People in my generation did tend to reserve it for medical doctors, not those of us holding other types of doctorates.That convention has dissipated, however. My students either call me professor or doctor, and I answer to either. (Or sometimes, just to “hey”!)
No matter what your opinion about the social propriety of its use, the sneering, dismissive tone of the column made it abundantly clear–as many others have noted–that it wouldn’t have been written about a male with a doctorate. About Dr. Kissinger, for example.
I think the personality of Mr. Epstein–who holds a BA, and proudly reports that he doesn’t use “Doctor” despite the fact that he was once awarded an honorary doctorate–is pretty amply telegraphed by the self-satisfied tone of the column itself, but if we needed any confirmation, it came in a post from a FB friend of my sister:
I’ve briefly noted this on some friends’ threads, but it’s worth posting a full account: when I was a Northwestern undergraduate, I took a required class with Joseph Epstein. He constantly jingled the change and keys in his pockets, and told us not to bother complaining about it as all his students did. He didn’t care. He told us rather proudly that he never lay awake at night worrying about the future of the blue whale (?). He NEVER called on the women in class, and spent most class time talking about how amazing he is. I imagine he would use the verb ‘regale’, clearly thinking he would have been welcomed at the Algonquin Round Table. There was one brave woman who insisted on talking. He ignored her. He rang me in my apartment on a weekend, after we turned in our final essays, demanding to know who had written the essay for me. He asked me several questions about Joyce, about whom I’d written, and kept asking how I knew this or that. When I started to cry, he said I was getting hysterical and hung up. I asked a couple of professors who knew me and my work to intervene. He got back to me to say I seemed to have gotten my little boyfriends (??) to speak to him. I was younger than my years and terrified, ignorant of how to stand up for myself.

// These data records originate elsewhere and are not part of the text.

//! Structural ordering of raw values and tuples
//!
//! This is the ground truth the codec's byte ordering must agree with:
//! for every pair of values, comparing their encodings gives the same
//! sign as [`compare_value`].

use std::cmp::Ordering;
use std::collections::BTreeMap;

use crate::value::{canonical_number, Value};

/// Compare two values
///
/// Values of different kinds compare by [`TypeRank`](crate::value::TypeRank).
/// Within a kind, numbers compare numerically, strings lexicographically by
/// code point, arrays as tuples and objects field by field in key order.
pub fn compare_value(a: &Value, b: &Value) -> Ordering {
    match (a, b) {
        (Value::Null, Value::Null) => Ordering::Equal,
        (Value::Bool(x), Value::Bool(y)) => x.cmp(y),
        (Value::Number(x), Value::Number(y)) => compare_number(*x, *y),
        (Value::String(x), Value::String(y)) => x.cmp(y),
        (Value::Array(x), Value::Array(y)) => compare_tuple(x, y),
        (Value::Object(x), Value::Object(y)) => compare_object(x, y),
        _ => a.rank().cmp(&b.rank()),
    }
}

/// Compare two tuples component-wise
///
/// When every shared component is equal the shorter tuple sorts first.
pub fn compare_tuple(a: &[Value], b: &[Value]) -> Ordering {
    for (x, y) in a.iter().zip(b.iter()) {
        match compare_value(x, y) {
            Ordering::Equal => continue,
            other => return other,
        }
    }
    a.len().cmp(&b.len())
}

fn compare_number(a: f64, b: f64) -> Ordering {
    canonical_number(a).total_cmp(&canonical_number(b))
}

// Fields are already key-sorted in the map; each field compares as a
// `[key, value]` pair so this agrees with the codec's object layout.
fn compare_object(a: &BTreeMap<String, Value>, b: &BTreeMap<String, Value>) -> Ordering {
    for ((ka, va), (kb, vb)) in a.iter().zip(b.iter()) {
        match ka.cmp(kb).then_with(|| compare_value(va, vb)) {
            Ordering::Equal => continue,
            other => return other,
        }
    }
    a.len().cmp(&b.len())
}
//! Sorted-array primitives
//!
//! Ordered-list operations over a `Vec` kept in comparator order. Lookups are
//! O(log n) binary searches; inserts and removals are O(n) splices.
//!
//! The tuple functions at the top level sort by [`compare_tuple`]; the
//! [`kv`] submodule sorts `KeyValuePair`s by key only.

use std::cmp::Ordering;

use crate::bounds::NormalizedBounds;
use crate::compare::compare_tuple;
use crate::error::Result;
use crate::types::Tuple;
use crate::value::Value;

/// Outcome of a binary search
#[derive(Debug, Clone, Copy, PartialEq, Eq)]
pub enum SearchResult {
    /// The item is at this index
    Found(usize),
    /// The item is absent; inserting at this index keeps the list sorted
    Closest(usize),
}

impl SearchResult {
    /// The index if found
    pub fn found(self) -> Option<usize> {
        match self {
            SearchResult::Found(i) => Some(i),
            SearchResult::Closest(_) => None,
        }
    }
}

/// Binary search with a comparator
///
/// `cmp(element)` returns the ordering of `element` relative to the target.
pub fn binary_search_by<T, F>(list: &[T], mut cmp: F) -> SearchResult
where
    F: FnMut(&T) -> Ordering,
{
    let mut low = 0;
    let mut high = list.len();
    while low < high {
        let mid = low + (high - low) / 2;
        match cmp(&list[mid]) {
            Ordering::Equal => return SearchResult::Found(mid),
            Ordering::Less => low = mid + 1,
            Ordering::Greater => high = mid,
        }
    }
    SearchResult::Closest(low)
}

/// Binary search for a tuple
pub fn binary_search(list: &[Tuple], tuple: &[Value]) -> SearchResult {
    binary_search_by(list, |item| compare_tuple(item, tuple))
}

/// Insert `tuple`, replacing an equal one
pub fn set(list: &mut Vec<Tuple>, tuple: Tuple) {
    match binary_search(list, &tuple) {
        SearchResult::Found(i) => list[i] = tuple,
        SearchResult::Closest(i) => list.insert(i, tuple),
    }
}

/// The stored tuple equal to `tuple`
pub fn get<'a>(list: &'a [Tuple], tuple: &[Value]) -> Option<&'a Tuple> {
    binary_search(list, tuple).found().map(|i| &list[i])
}

/// Whether `tuple` is stored
pub fn exists(list: &[Tuple], tuple: &[Value]) -> bool {
    binary_search(list, tuple).found().is_some()
}

/// Remove `tuple`, returning it if it was stored
pub fn remove(list: &mut Vec<Tuple>, tuple: &[Value]) -> Option<Tuple> {
    binary_search(list, tuple).found().map(|i| list.remove(i))
}

/// Tuples within `bounds`, honoring `limit` and `reverse`
pub fn scan(list: &[Tuple], bounds: &NormalizedBounds) -> Result<Vec<Tuple>> {
    Ok(scan_by(list, bounds, |t| t.as_slice())?
        .into_iter()
        .cloned()
        .collect())
}

/// Elements whose key is within `bounds`, honoring `limit` and `reverse`
///
/// With `reverse` and `limit` together, the result is the last `limit`
/// elements of the range, in descending order.
pub fn scan_by<'a, T, K>(list: &'a [T], bounds: &NormalizedBounds, key: K) -> Result<Vec<&'a T>>
where
    K: Fn(&T) -> &[Value],
{
    bounds.validate()?;

    let start = list.partition_point(|item| !bounds.above_lower(key(item)));
    let end = list.partition_point(|item| bounds.below_upper(key(item)));
    let range = if start < end { &list[start..end] } else { &[][..] };

    let limit = bounds.limit.unwrap_or(usize::MAX);
    let result = if bounds.reverse {
        range.iter().rev().take(limit).collect()
    } else {
        range.iter().take(limit).collect()
    };
    Ok(result)
}

/// Sorted `KeyValuePair` lists ordered by key
pub mod kv {
    use super::*;
    use crate::types::KeyValuePair;

    /// Binary search for a key
    pub fn binary_search(list: &[KeyValuePair], key: &[Value]) -> SearchResult {
        binary_search_by(list, |item| compare_tuple(&item.key, key))
    }

    /// Insert or overwrite the value at `key`
    pub fn set(list: &mut Vec<KeyValuePair>, key: Tuple, value: Value) {
        match binary_search(list, &key) {
            SearchResult::Found(i) => list[i].value = value,
            SearchResult::Closest(i) => list.insert(i, KeyValuePair::new(key, value)),
        }
    }

    /// The value stored at `key`
    pub fn get<'a>(list: &'a [KeyValuePair], key: &[Value]) -> Option<&'a Value> {
        binary_search(list, key).found().map(|i| &list[i].value)
    }

    /// Whether `key` is stored
    pub fn exists(list: &[KeyValuePair], key: &[Value]) -> bool {
        binary_search(list, key).found().is_some()
    }

    /// Remove `key`, returning its value if it was stored
    pub fn remove(list: &mut Vec<KeyValuePair>, key: &[Value]) -> Option<Value> {
        binary_search(list, key)
            .found()
            .map(|i| list.remove(i).value)
    }

    /// Pairs whose key is within `bounds`
    pub fn scan(list: &[KeyValuePair], bounds: &NormalizedBounds) -> Result<Vec<KeyValuePair>> {
        Ok(scan_by(list, bounds, |kv| kv.key.as_slice())?
            .into_iter()
            .cloned()
            .collect())
    }
}
//! Error types for tupledb
//!
//! This module defines all error types used throughout the system.
//! We use `thiserror` for automatic `Display` and `Error` trait implementations.
//!
//! ## Error Classes
//!
//! | Class | Variants | Retried? |
//! |-------|----------|----------|
//! | Conflict | `ReadWriteConflict` | Yes, by the transactional combinators |
//! | Usage | `TransactionClosed`, `MultipleResults`, `InvalidBounds`, `Encoding` | Never |
//! | Storage | `Storage` | Never, propagated unmodified |

use crate::bounds::NormalizedBounds;
use crate::types::{Tuple, TxId};
use thiserror::Error;

/// Result type alias for tupledb operations
pub type Result<T> = std::result::Result<T, Error>;

/// Error types for the tuple engine
#[derive(Debug, Error)]
pub enum Error {
    /// A value could not be encoded (e.g. a string contains a disallowed character)
    #[error("Encoding error: {message}")]
    Encoding {
        /// What went wrong
        message: String,
    },

    /// An encoded string could not be decoded back into a value or tuple
    #[error("Decoding error: {message}")]
    Decoding {
        /// What went wrong
        message: String,
    },

    /// The lower bound of a range sorts after its upper bound
    #[error("Invalid bounds: lower bound {lower} is greater than upper bound {upper}")]
    InvalidBounds {
        /// Rendered lower endpoint
        lower: String,
        /// Rendered upper endpoint
        upper: String,
    },

    /// Another transaction committed a write inside a range this transaction read
    ///
    /// This is the only recoverable error: the whole transaction may be retried.
    #[error("Read-write conflict: transaction {writer_tx_id} wrote {tuple:?} inside read bounds {read_bounds:?}")]
    ReadWriteConflict {
        /// Transaction whose committed write caused the conflict
        writer_tx_id: TxId,
        /// The written tuple
        tuple: Tuple,
        /// The read bounds the write fell into
        read_bounds: NormalizedBounds,
    },

    /// A single-point lookup matched more than one row (storage invariant violation)
    #[error("Expected at most one result for {tuple:?}, found {count}")]
    MultipleResults {
        /// The looked-up tuple
        tuple: Tuple,
        /// Number of rows returned
        count: usize,
    },

    /// The transaction was already committed or cancelled
    #[error("Transaction {tx_id} is closed ({state})")]
    TransactionClosed {
        /// Transaction identifier
        tx_id: TxId,
        /// Terminal state the transaction is in
        state: String,
    },

    /// Storage adapter error
    #[error("Storage error: {message}")]
    Storage {
        /// What went wrong
        message: String,
        /// Underlying cause, if any
        #[source]
        source: Option<Box<dyn std::error::Error + Send + Sync>>,
    },

    /// Invalid configuration
    #[error("Configuration error: {message}")]
    Config {
        /// What went wrong
        message: String,
    },

    /// Internal invariant violation (bug)
    #[error("Internal error: {message}")]
    Internal {
        /// What went wrong
        message: String,
    },
}

impl Error {
    /// Create an encoding error
    pub fn encoding(message: impl Into<String>) -> Self {
        Error::Encoding {
            message: message.into(),
        }
    }

    /// Create a decoding error
    pub fn decoding(message: impl Into<String>) -> Self {
        Error::Decoding {
            message: message.into(),
        }
    }

    /// Create a storage error without an underlying cause
    pub fn storage(message: impl Into<String>) -> Self {
        Error::Storage {
            message: message.into(),
            source: None,
        }
    }

    /// Create a configuration error
    pub fn config(message: impl Into<String>) -> Self {
        Error::Config {
            message: message.into(),
        }
    }

    /// Create an internal error
    pub fn internal(message: impl Into<String>) -> Self {
        Error::Internal {
            message: message.into(),
        }
    }

    /// Check if this is a read-write conflict.
    pub fn is_conflict(&self) -> bool {
        matches!(self, Error::ReadWriteConflict { .. })
    }

    /// Check if this error is retryable.
    ///
    /// Only conflicts are retryable: a fresh attempt reads fresh data.
    pub fn is_retryable(&self) -> bool {
        self.is_conflict()
    }

    /// Check if this error is a caller mistake (never retried).
    pub fn is_usage_error(&self) -> bool {
        matches!(
            self,
            Error::TransactionClosed { .. }
                | Error::MultipleResults { .. }
                | Error::InvalidBounds { .. }
                | Error::Encoding { .. }
        )
    }
}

I got the paper back, with a ‘C’, and a one-sentence comment: ‘This is an A paper, but you and I know why I can’t give you an A.

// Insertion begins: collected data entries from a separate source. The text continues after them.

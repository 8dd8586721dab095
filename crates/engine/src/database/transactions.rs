//! Conflict retry policy
//!
//! `transactional_read_write` and its async, read-only and write-only
//! variants re-run a unit of work when its commit loses a read-write
//! conflict. [`RetryConfig`] bounds how often that happens and how long the
//! retrying caller sleeps first. It is the `[retry]` section of
//! [`TupleDbConfig`](super::TupleDbConfig).

use serde::{Deserialize, Serialize};
use std::time::Duration;

/// How the transactional combinators retry a conflicted transaction
///
/// Each retry opens a fresh root transaction and runs the whole function
/// again. Only `ReadWriteConflict` is retried; storage and usage errors
/// return at once. A retrying caller holds no reads while it sleeps, so
/// under contention a nonzero `base_delay_ms` lets the concurrency log drain
/// the losing writers' stale entries.
///
/// ```toml
/// [retry]
/// max_retries = 10
/// base_delay_ms = 1
/// max_delay_ms = 50
/// ```
#[derive(Debug, Clone, PartialEq, Eq, Serialize, Deserialize)]
#[serde(default)]
pub struct RetryConfig {
    /// Retries after the first attempt (0 = run once)
    pub max_retries: usize,
    /// Sleep before the first retry in milliseconds, doubled per retry
    /// (0 = retry immediately)
    pub base_delay_ms: u64,
    /// Upper bound on any one sleep in milliseconds
    pub max_delay_ms: u64,
}

impl Default for RetryConfig {
    fn default() -> Self {
        Self {
            max_retries: 3,
            base_delay_ms: 0,
            max_delay_ms: 100,
        }
    }
}

impl RetryConfig {
    /// Three immediate retries
    pub fn new() -> Self {
        Self::default()
    }

    /// Run once; a conflict is returned to the caller
    pub fn no_retry() -> Self {
        Self {
            max_retries: 0,
            ..Default::default()
        }
    }

    /// Set the number of retries
    pub fn with_max_retries(mut self, max_retries: usize) -> Self {
        self.max_retries = max_retries;
        self
    }

    /// Set the sleep before the first retry
    pub fn with_base_delay_ms(mut self, base_delay_ms: u64) -> Self {
        self.base_delay_ms = base_delay_ms;
        self
    }

    /// Set the cap on any one sleep
    pub fn with_max_delay_ms(mut self, max_delay_ms: u64) -> Self {
        self.max_delay_ms = max_delay_ms;
        self
    }

    /// Total attempts allowed (first try plus retries)
    pub fn max_attempts(&self) -> usize {
        self.max_retries.saturating_add(1)
    }

    /// Sleep before retry number `attempt + 1`: `base_delay_ms * 2^attempt`,
    /// capped at `max_delay_ms`
    pub(crate) fn calculate_delay(&self, attempt: usize) -> Duration {
        if self.base_delay_ms == 0 {
            return Duration::ZERO;
        }
        let factor = u32::try_from(attempt)
            .ok()
            .and_then(|shift| 1u64.checked_shl(shift))
            .unwrap_or(u64::MAX);
        let delay_ms = self.base_delay_ms.saturating_mul(factor).min(self.max_delay_ms);
        Duration::from_millis(delay_ms)
    }
}
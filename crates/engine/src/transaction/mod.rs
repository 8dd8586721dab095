//! Root transactions
//!
//! This module provides:
//! - [`Transaction`]: buffers writes, records reads, commits atomically
//! - [`WriteBuffer`]: lazily sorted sets and removes with read-your-writes merge
//! - [`TransactionSubspace`]: a prefixed, non-committing view of a transaction
//!
//! # Lifecycle
//!
//! A transaction starts Active. `commit` and `cancel` both end it, and so
//! does a failed commit. Any call on an ended transaction fails with
//! `TransactionClosed`. Dropping an active transaction cancels it.

pub mod buffer;
pub mod subspace;

pub use buffer::WriteBuffer;
pub use subspace::TransactionSubspace;

use std::fmt;
use std::sync::Arc;

use tracing::debug;
use tupledb_core::{
    prepend, strip_prefix, Bounds, Error, KeyValuePair, Result, Tuple, TxId, Value, WriteOps,
};

use crate::database::TupleDatabase;
use crate::transaction_ops::{single, TransactionOps, TransactionRead, TransactionWrite};

/// Lifecycle state of a transaction
#[derive(Debug, Clone, Copy, PartialEq, Eq)]
pub enum TransactionStatus {
    /// Accepting reads and writes
    Active,
    /// Async commit in flight
    Committing,
    /// Commit succeeded
    Committed,
    /// Commit failed (conflict or storage error)
    Aborted,
    /// Cancelled by the caller or dropped
    Cancelled,
}

impl fmt::Display for TransactionStatus {
    fn fmt(&self, f: &mut fmt::Formatter<'_>) -> fmt::Result {
        let s = match self {
            TransactionStatus::Active => "active",
            TransactionStatus::Committing => "committing",
            TransactionStatus::Committed => "committed",
            TransactionStatus::Aborted => "aborted",
            TransactionStatus::Cancelled => "cancelled",
        };
        f.write_str(s)
    }
}

/// A root transaction over a [`TupleDatabase`]
///
/// Obtained from [`TupleDatabaseClient::transact`](crate::TupleDatabaseClient::transact).
/// Keys are relative to the client's subspace.
pub struct Transaction {
    db: Arc<TupleDatabase>,
    prefix: Tuple,
    tx_id: TxId,
    buffer: WriteBuffer,
    status: TransactionStatus,
}

impl Transaction {
    pub(crate) fn new(db: Arc<TupleDatabase>, prefix: Tuple, tx_id: TxId) -> Self {
        Self {
            db,
            prefix,
            tx_id,
            buffer: WriteBuffer::new(),
            status: TransactionStatus::Active,
        }
    }

    /// This transaction's id
    pub fn id(&self) -> TxId {
        self.tx_id
    }

    /// Current lifecycle state
    pub fn status(&self) -> TransactionStatus {
        self.status
    }

    /// Whether the transaction still accepts operations
    pub fn is_open(&self) -> bool {
        self.status == TransactionStatus::Active
    }

    /// Number of distinct keys written so far
    pub fn pending_operations(&mut self) -> usize {
        self.buffer.len()
    }

    /// The batch `commit` would apply, relative to the client's subspace
    pub fn write_ops(&mut self) -> WriteOps {
        self.buffer.write_ops().strip_prefix(&self.prefix)
    }

    /// Rows within `bounds`, with this transaction's writes applied
    ///
    /// The read is recorded for conflict detection.
    pub fn scan(&mut self, bounds: Bounds) -> Result<Vec<KeyValuePair>> {
        self.ensure_open()?;
        let bounds = bounds.with_prefix(&self.prefix).normalize();
        bounds.validate()?;

        let db = &self.db;
        let tx_id = self.tx_id;
        let rows = self.buffer.merge(&bounds, |b| db.scan(b, Some(tx_id)))?;
        Ok(strip_rows(&self.prefix, rows))
    }

    /// The value at `tuple`, if any
    pub fn get(&mut self, tuple: Tuple) -> Result<Option<Value>> {
        let rows = self.scan(Bounds::point(tuple.clone()))?;
        single(tuple, rows)
    }

    /// Whether a row exists at `tuple`
    pub fn exists(&mut self, tuple: Tuple) -> Result<bool> {
        Ok(self.get(tuple)?.is_some())
    }

    /// Buffer an insert or overwrite
    pub fn set(&mut self, tuple: Tuple, value: Value) -> Result<()> {
        self.ensure_open()?;
        self.buffer.set(prepend(&self.prefix, tuple), value);
        Ok(())
    }

    /// Buffer a delete
    pub fn remove(&mut self, tuple: Tuple) -> Result<()> {
        self.ensure_open()?;
        self.buffer.remove(prepend(&self.prefix, tuple));
        Ok(())
    }

    /// Apply every buffered write atomically
    ///
    /// The transaction is closed afterwards whether or not the commit
    /// succeeded.
    ///
    /// # Errors
    ///
    /// Returns `ReadWriteConflict` if another transaction wrote inside a
    /// range this one read.
    pub fn commit(&mut self) -> Result<()> {
        self.ensure_open()?;
        let writes = self.buffer.write_ops();
        match self.db.commit(&writes, Some(self.tx_id)) {
            Ok(()) => {
                self.status = TransactionStatus::Committed;
                Ok(())
            }
            Err(e) => {
                self.status = TransactionStatus::Aborted;
                Err(e)
            }
        }
    }

    /// Discard buffered writes and recorded reads
    pub fn cancel(&mut self) -> Result<()> {
        self.ensure_open()?;
        self.status = TransactionStatus::Cancelled;
        self.db.cancel(self.tx_id);
        Ok(())
    }

    /// A view of this transaction under `prefix`
    pub fn subspace(&mut self, prefix: Tuple) -> TransactionSubspace<'_> {
        TransactionSubspace::new(self, prefix)
    }

    fn ensure_open(&self) -> Result<()> {
        if self.is_open() {
            Ok(())
        } else {
            Err(Error::TransactionClosed {
                tx_id: self.tx_id,
                state: self.status.to_string(),
            })
        }
    }
}

impl TransactionRead for Transaction {
    fn scan(&mut self, bounds: Bounds) -> Result<Vec<KeyValuePair>> {
        Transaction::scan(self, bounds)
    }
}

impl TransactionWrite for Transaction {
    fn set(&mut self, tuple: Tuple, value: Value) -> Result<()> {
        Transaction::set(self, tuple, value)
    }

    fn remove(&mut self, tuple: Tuple) -> Result<()> {
        Transaction::remove(self, tuple)
    }
}

impl TransactionOps for Transaction {
    fn as_read(&mut self) -> &mut dyn TransactionRead {
        self
    }

    fn as_write(&mut self) -> &mut dyn TransactionWrite {
        self
    }
}

impl Drop for Transaction {
    fn drop(&mut self) {
        if self.is_open() {
            debug!(target: "tupledb::txn", tx_id = %self.tx_id, "Dropping open transaction");
            self.status = TransactionStatus::Cancelled;
            self.db.cancel(self.tx_id);
        }
    }
}

impl fmt::Debug for Transaction {
    fn fmt(&self, f: &mut fmt::Formatter<'_>) -> fmt::Result {
        f.debug_struct("Transaction")
            .field("tx_id", &self.tx_id)
            .field("prefix", &self.prefix)
            .field("status", &self.status)
            .finish_non_exhaustive()
    }
}

/// Strip `prefix` from every row key, dropping rows outside it
pub(crate) fn strip_rows(prefix: &[Value], rows: Vec<KeyValuePair>) -> Vec<KeyValuePair> {
    if prefix.is_empty() {
        return rows;
    }
    rows.into_iter()
        .filter_map(|kv| strip_prefix(prefix, &kv.key).map(|key| KeyValuePair::new(key, kv.value)))
        .collect()
}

Apparently, he is also an “out and proud” homophobe.
When the offensive column triggered huge criticism, the Journal’s editor dismissed the blowback by insisting that it was part of “cancel culture” and a co-ordinated effort by Democratic Party strategists.
I beg to differ.
That highly critical response was the spontaneous voice of thousands of women (and men who aren’t threatened by them), telling entitled and clueless old White guys to shove it where the sun doesn’t shine.